[Start of section]

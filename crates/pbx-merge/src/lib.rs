//! Merge engine for pbxmerge.
//!
//! Unions a donor project graph into a receiver in place and plans the
//! file operations that keep the receiver's directory consistent with the
//! merged description. Matched nodes are reconciled per their policy bin;
//! unmatched donor subtrees are deep-copied into receiver-owned nodes;
//! group containment adopts the donor's layout.
//!
//! # Key Types
//!
//! - [`import_project`] -- the merge entry point
//! - [`plan_file_ops`] / [`FileIndex`] -- the file-operation planner
//! - [`MergeError`] -- fatal structural violations

pub mod engine;
pub mod error;
pub mod planner;

pub use engine::import_project;
pub use error::{MergeError, MergeResult};
pub use planner::{plan_file_ops, FileIndex};
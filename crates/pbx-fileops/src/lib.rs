//! File-operation layer for pbxmerge.
//!
//! Carries the planned-operation records shared between the merge planner
//! and the executor, the [`FileSystem`] abstraction over OS primitives,
//! and the executor that applies a batch with skip-and-report resilience.
//!
//! # Key Types
//!
//! - [`FileOp`] -- the planner/executor wire contract
//! - [`FileSystem`] / [`StdFileSystem`] / [`InMemoryFileSystem`] -- OS boundary
//! - [`execute_file_ops`] / [`ExecutionReport`] -- sequential application

pub mod executor;
pub mod fs;
pub mod ops;

pub use executor::{execute_file_ops, ExecutionReport};
pub use fs::{FileSystem, InMemoryFileSystem, StdFileSystem};
pub use ops::FileOp;
//! The merge engine: union two project graphs and plan the file moves.
//!
//! `import_project` walks the donor once in deterministic traversal order
//! and reconciles every matched pair according to its policy bin. Sequence
//! attributes union by cross-reference; group containment adopts the
//! donor's layout (matched children move where the donor places them,
//! receiver-only children stay); unmatched donor subtrees are deep-copied
//! into receiver-owned nodes with their internal references rewritten
//! through the match map, so the union never duplicates a matched entity.

use std::collections::{HashSet, VecDeque};

use tracing::debug;

use pbx_fileops::FileOp;
use pbx_graph::{Kind, Node, NodeId, ProjectGraph, Value};
use pbx_xref::{bin_mappings, cross_reference, merge_policy, xref_key, MergePolicy, XrefMap};

use crate::error::{MergeError, MergeResult};
use crate::planner::{plan_file_ops, FileIndex};

/// Mutable matching state threaded through one merge pass.
struct MergeState {
    /// Donor node -> receiver counterpart (grows as subtrees are cloned).
    map: XrefMap,
    /// Receiver nodes the donor dictates a placement for. A claimed node
    /// is dropped from a receiver children list unless the donor's
    /// corresponding list carries it.
    claimed: HashSet<NodeId>,
}

/// Broad value shape used for merge compatibility checks.
#[derive(Clone, Copy, Debug, PartialEq, Eq)]
enum Shape {
    Scalar,
    Reference,
    Sequence,
}

fn shape_of(value: &Value) -> Shape {
    match value {
        Value::Ref(_) => Shape::Reference,
        Value::List(_) => Shape::Sequence,
        _ => Shape::Scalar,
    }
}

/// Merge the donor's logical content into the receiver and return the
/// file operations that keep the receiver's directory consistent.
///
/// The receiver is mutated in place into the union of both graphs; the
/// donor is read-only. The returned batch always makes a full pass: one
/// copy per donor-known file even when no path changed.
pub fn import_project(
    donor: &ProjectGraph,
    receiver: &mut ProjectGraph,
) -> MergeResult<Vec<FileOp>> {
    let before = file_index(receiver)?;
    let donor_files = file_index(donor)?;

    let map = cross_reference(receiver, donor)?;
    let bins = bin_mappings(&map, receiver)?;
    let mut state = MergeState {
        claimed: map.values().copied().collect(),
        map,
    };

    for d in donor.reachable_ids()? {
        let Some(&r) = state.map.get(&d) else {
            // Unmatched donor nodes are cloned when the attribute that
            // carries them is merged; nothing to do standalone.
            continue;
        };
        let is_root = r == receiver.root();
        let policy = if is_root {
            MergePolicy::Merge
        } else if let Some(policy) = bins.policy(r) {
            policy
        } else if let Some(policy) = merge_policy(receiver.expect_node(r)?.kind) {
            // Counterpart cloned during this pass.
            policy
        } else {
            continue;
        };

        match policy {
            MergePolicy::Merge => merge_into(donor, receiver, d, r, is_root, &mut state)?,
            MergePolicy::Overwrite => overwrite_onto(donor, receiver, d, r)?,
        }
    }

    let after = file_index(receiver)?;
    let ops = plan_file_ops(
        &before,
        &after,
        &donor_files,
        receiver.base_dir(),
        donor.base_dir(),
    );
    debug!(operations = ops.len(), "merge complete");
    Ok(ops)
}

fn file_index(graph: &ProjectGraph) -> MergeResult<FileIndex> {
    let mut index = Vec::new();
    for (path, id) in graph.all_files()? {
        index.push((xref_key(graph, id)?, path));
    }
    Ok(index)
}

/// Reconcile a matched merge-bin pair attribute by attribute.
fn merge_into(
    donor: &ProjectGraph,
    receiver: &mut ProjectGraph,
    d: NodeId,
    r: NodeId,
    is_root: bool,
    state: &mut MergeState,
) -> MergeResult<()> {
    let d_node = donor.expect_node(d)?;
    let kind = d_node.kind;

    for (key, d_value) in &d_node.attributes {
        if let Some(r_value) = receiver.attr(r, key) {
            if shape_of(r_value) != shape_of(d_value) {
                return Err(MergeError::AttributeShape {
                    kind,
                    attribute: key.clone(),
                });
            }
        }
        match d_value {
            Value::Ref(target) => {
                if let Some(current) = receiver.attr(r, key).and_then(Value::as_reference) {
                    if xref_key(receiver, current)? == xref_key(donor, *target)? {
                        // The receiver's wiring already names the same
                        // logical entity; keep its instance.
                        continue;
                    }
                }
                let counterpart = resolve_target(donor, receiver, *target, state)?;
                receiver.set_attr(r, key.clone(), Value::Ref(counterpart))?;
            }
            Value::List(d_items) => {
                let r_items = match receiver.attr(r, key) {
                    Some(Value::List(items)) => items.clone(),
                    _ => Vec::new(),
                };
                // Group containment is placement: the donor's layout wins.
                // Every other sequence is an association: pure union.
                let placement = kind == Kind::Group && key == "children";
                let merged = union_sequence(
                    donor, receiver, d_items, &r_items, placement, kind, key, state,
                )?;
                receiver.set_attr(r, key.clone(), Value::List(merged))?;
            }
            scalar => {
                // The root is only a carrier for its containers; its own
                // scalars are never adopted.
                if !is_root {
                    receiver.set_attr(r, key.clone(), scalar.clone())?;
                }
            }
        }
    }
    Ok(())
}

/// Replace a matched overwrite-bin node's non-reference attributes with
/// the donor's, wholesale. Reference-valued attributes and the node's
/// instance identity are preserved, so other receiver nodes' references
/// to it remain valid.
fn overwrite_onto(
    donor: &ProjectGraph,
    receiver: &mut ProjectGraph,
    d: NodeId,
    r: NodeId,
) -> MergeResult<()> {
    let d_node = donor.expect_node(d)?;
    let kind = d_node.kind;

    for (key, d_value) in &d_node.attributes {
        if let Some(r_value) = receiver.attr(r, key) {
            if shape_of(r_value) != shape_of(d_value) {
                return Err(MergeError::AttributeShape {
                    kind,
                    attribute: key.clone(),
                });
            }
        }
    }

    let r_node = receiver.expect_node_mut(r)?;
    r_node
        .attributes
        .retain(|key, value| value.contains_reference() || d_node.attributes.contains_key(key));
    for (key, d_value) in &d_node.attributes {
        if !d_value.contains_reference() {
            r_node.attributes.insert(key.clone(), d_value.clone());
        }
    }
    Ok(())
}

/// Union a donor sequence with the receiver's.
#[allow(clippy::too_many_arguments)]
fn union_sequence(
    donor: &ProjectGraph,
    receiver: &mut ProjectGraph,
    d_items: &[Value],
    r_items: &[Value],
    placement: bool,
    kind: Kind,
    key: &str,
    state: &mut MergeState,
) -> MergeResult<Vec<Value>> {
    let shape_err = || MergeError::AttributeShape {
        kind,
        attribute: key.to_string(),
    };
    let mut merged: Vec<Value> = Vec::new();
    let mut seen_refs: HashSet<NodeId> = HashSet::new();

    if placement {
        // Donor elements first, in donor-relative order.
        for item in d_items {
            match item {
                Value::Ref(target) => {
                    let counterpart = resolve_target(donor, receiver, *target, state)?;
                    if seen_refs.insert(counterpart) {
                        merged.push(Value::Ref(counterpart));
                    }
                }
                Value::List(_) => return Err(shape_err()),
                scalar => {
                    if !merged.contains(scalar) {
                        merged.push(scalar.clone());
                    }
                }
            }
        }
        // Receiver leftovers: anything the donor has no placement for.
        for item in r_items {
            match item {
                Value::Ref(id) => {
                    if !state.claimed.contains(id) && seen_refs.insert(*id) {
                        merged.push(Value::Ref(*id));
                    }
                }
                Value::List(_) => return Err(shape_err()),
                scalar => {
                    if !merged.contains(scalar) {
                        merged.push(scalar.clone());
                    }
                }
            }
        }
    } else {
        // Associations: receiver entries survive untouched, donor-only
        // entries append after them in donor-relative order.
        for item in r_items {
            match item {
                Value::Ref(id) => {
                    seen_refs.insert(*id);
                    merged.push(item.clone());
                }
                Value::List(_) => return Err(shape_err()),
                scalar => merged.push(scalar.clone()),
            }
        }
        for item in d_items {
            match item {
                Value::Ref(target) => {
                    let counterpart = resolve_target(donor, receiver, *target, state)?;
                    if seen_refs.insert(counterpart) {
                        merged.push(Value::Ref(counterpart));
                    }
                }
                Value::List(_) => return Err(shape_err()),
                scalar => {
                    if !merged.contains(scalar) {
                        merged.push(scalar.clone());
                    }
                }
            }
        }
    }

    Ok(merged)
}

/// The receiver counterpart of a donor node: its match when one exists,
/// otherwise a fresh deep copy of its subtree.
fn resolve_target(
    donor: &ProjectGraph,
    receiver: &mut ProjectGraph,
    target: NodeId,
    state: &mut MergeState,
) -> MergeResult<NodeId> {
    if let Some(&mapped) = state.map.get(&target) {
        return Ok(mapped);
    }
    clone_subtree(donor, receiver, target, state)
}

/// Deep-copy an unmatched donor subtree into the receiver.
///
/// Leaf entities (overwrite-bin kinds) that already have a receiver
/// counterpart are reused, so a copied reference to a matched file lands
/// on the existing receiver node instead of a duplicate. Container kinds
/// inside the subtree are always copied fresh: a donor-only target must
/// own its own build phases and configuration lists even when their weak
/// identity keys collide with another target's elsewhere in the graph.
/// Every copy is recorded in the match map (and claimed), and starts with
/// `archive_id`/`version` cleared like any freshly-created node.
fn clone_subtree(
    donor: &ProjectGraph,
    receiver: &mut ProjectGraph,
    root: NodeId,
    state: &mut MergeState,
) -> MergeResult<NodeId> {
    let mut discovered = Vec::new();
    let mut visited = HashSet::new();
    let mut queue = VecDeque::new();
    visited.insert(root);
    queue.push_back(root);

    while let Some(id) = queue.pop_front() {
        discovered.push(id);
        let node = donor.expect_node(id)?;
        let mut targets = Vec::new();
        for value in node.attributes.values() {
            collect_refs(value, &mut targets);
        }
        for target in targets {
            let is_leaf =
                merge_policy(donor.expect_node(target)?.kind) == Some(MergePolicy::Overwrite);
            if is_leaf && state.map.contains_key(&target) {
                continue; // reuse the matched receiver counterpart
            }
            if visited.insert(target) {
                queue.push_back(target);
            }
        }
    }

    for id in &discovered {
        let copy = receiver.insert(Node::new(donor.expect_node(*id)?.kind));
        // Overwrites any weak-key match a copied container had elsewhere.
        state.map.insert(*id, copy);
        state.claimed.insert(copy);
    }

    for id in &discovered {
        let source = donor.expect_node(*id)?;
        let mut attributes = source.attributes.clone();
        for value in attributes.values_mut() {
            remap_value(value, &state.map)?;
        }
        receiver.expect_node_mut(state.map[id])?.attributes = attributes;
    }

    debug!(nodes = discovered.len(), "cloned donor subtree");
    Ok(state.map[&root])
}

fn collect_refs(value: &Value, targets: &mut Vec<NodeId>) {
    match value {
        Value::Ref(target) => targets.push(*target),
        Value::List(items) => {
            for item in items {
                collect_refs(item, targets);
            }
        }
        _ => {}
    }
}

fn remap_value(value: &mut Value, map: &XrefMap) -> MergeResult<()> {
    match value {
        Value::Ref(target) => {
            *target = *map
                .get(target)
                .ok_or(pbx_graph::GraphError::DanglingReference(*target))?;
        }
        Value::List(items) => {
            for item in items {
                remap_value(item, map)?;
            }
        }
        _ => {}
    }
    Ok(())
}
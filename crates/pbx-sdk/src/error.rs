use thiserror::Error;

#[derive(Debug, Error)]
pub enum SdkError {
    #[error("no project found at {0}")]
    ProjectNotFound(String),

    #[error("project could not be parsed: {0}")]
    MalformedProject(String),

    #[error("graph error: {0}")]
    Graph(#[from] pbx_graph::GraphError),

    #[error("cross-reference error: {0}")]
    Xref(#[from] pbx_xref::XrefError),

    #[error("merge error: {0}")]
    Merge(#[from] pbx_merge::MergeError),

    #[error("internal error: {0}")]
    Internal(String),
}

pub type SdkResult<T> = Result<T, SdkError>;
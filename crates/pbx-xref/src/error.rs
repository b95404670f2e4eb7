//! Error types for cross-reference matching.

use pbx_graph::{GraphError, NodeId};

/// Errors from identity-key computation and matching.
#[derive(Debug, thiserror::Error)]
pub enum XrefError {
    /// The identifying attributes of a node form a reference cycle, so no
    /// finite identity key exists. Only a malformed graph can produce this.
    #[error("identity attributes of {0} form a reference cycle")]
    CyclicIdentity(NodeId),

    /// An identifying attribute holds a value no identity key can be built
    /// from (a sequence).
    #[error("identity attribute `{attribute}` on {node} has an unusable shape")]
    InvalidKeyAttribute {
        /// The node whose key was requested.
        node: NodeId,
        /// The offending attribute.
        attribute: String,
    },

    /// Underlying graph-structure violation.
    #[error(transparent)]
    Graph(#[from] GraphError),
}

/// Result alias for cross-reference operations.
pub type XrefResult<T> = Result<T, XrefError>;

[End of section]

| Work required |
When a line above includes the word "thiserror", please list that line.

| Answer section |
use thiserror::Error;
#[derive(Debug, thiserror::Error)]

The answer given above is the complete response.